Each box is attuned to me and me alone. I worried that in places of high emotion I could return with someone else’s memory, but that has never occurred. The box knows me. The attic knows me.

* * *

In the sprawling metropolis of Ferraro I have a love affair with a woman named James. I tell her I will leave when the suns next rise, and she takes it as a challenge. Whisking me from landmark to landmark, from the founder’s statue at the city center to the Garden of Forgotten Dreams, she sings ballads of the city’s history, her voice like honey, though none can be found on that world. I boldly kiss her in front of a restaurant specializing in Terran cuisine, which she had suggested as a joke.

That evening I place the box on the nightstand. When she asks what it is, I tell her it is a diary. She smirks and removes her clothes. At the peak of our lovemaking, I place my ecstasy in the box. And hope that just this once it takes someone else’s as well.

* * *

I go to the edge of the universe, as far as they will allow. The voyage takes decades, even in hypersleep, and the starship takes me to the furthest point recorded by humanity. They advise against active movement soon after waking, but the instant I have the ability to walk, I am at the nearest observation window, staring into the darkness.

There is nothing at the edge of the universe. It is empty. I feel empty.

The box is no longer empty.

* * *

Awe at the ingenuity of the ancient Rhodites who built an ice bridge that stood for eons. The sting of a Goliath wasp that leaves me incapacitated for days. The thrill of tumbling over the winefalls of Apané. The breeze against my cheek upon emerging from the Merfish bath houses. Joy at being in the midst of a swarm of electric butterflies.

Each box holds a piece of the universe, and a piece of me.

* * *

In my attic I drink hot cocoa that smells of clitheroe, though none can be found on this world. Cradling the box from Travipessa in my hand, I hear the rousing applause at the end of the laser light opera, a communal outpouring of gratitude that we, of all people, were lucky to have witnessed such a performance. I set it down and look around at the wooden rafters, like prison bars. My attic, confined here like a mad wife in a Victorian novel.

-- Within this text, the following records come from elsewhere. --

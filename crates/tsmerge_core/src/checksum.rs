//! CRC32 used to frame compaction log records and sidecars.

const CRC32_TABLE: [u32; 256] = {
    let mut table = [0u32; 256];
    let mut i = 0;
    while i < 256 {
        let mut crc = i as u32;
        let mut j = 0;
        while j < 8 {
            if crc & 1 != 0 {
                crc = (crc >> 1) ^ 0xEDB8_8320;
            } else {
                crc >>= 1;
            }
            j += 1;
        }
        table[i] = crc;
        i += 1;
    }
    table
};

/// Computes the IEEE CRC32 of `data`.
#[must_use]
pub fn compute_crc32(data: &[u8]) -> u32 {
    let mut crc = 0xFFFF_FFFF_u32;
    for &byte in data {
        let index = ((crc ^ u32::from(byte)) & 0xFF) as usize;
        crc = (crc >> 8) ^ CRC32_TABLE[index];
    }
    !crc
}

#[cfg(test)]
mod tests {
    use super::*;

    #[test]
    fn known_vector() {
        assert_eq!(compute_crc32(b"123456789"), 0xCBF4_3926);
    }

    #[test]
    fn empty_input() {
        assert_eq!(compute_crc32(b""), 0);
    }
}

My attic whispers, Have you seen everything? Have you been everywhere?

There are many more worlds to explore. Many more worlds to bring back.

The boxes glow in the dim light of my attic. My history surrounds me like a halo.

My attic holds memories. So many memories. But there is one memory I can never give it, and it is this one. The reminiscence that fills me with the warmth of a purring firecat in my lap. There is no box for my nostalgia; the feeling will always be mine alone.

I come here to remember, but my attic will forget.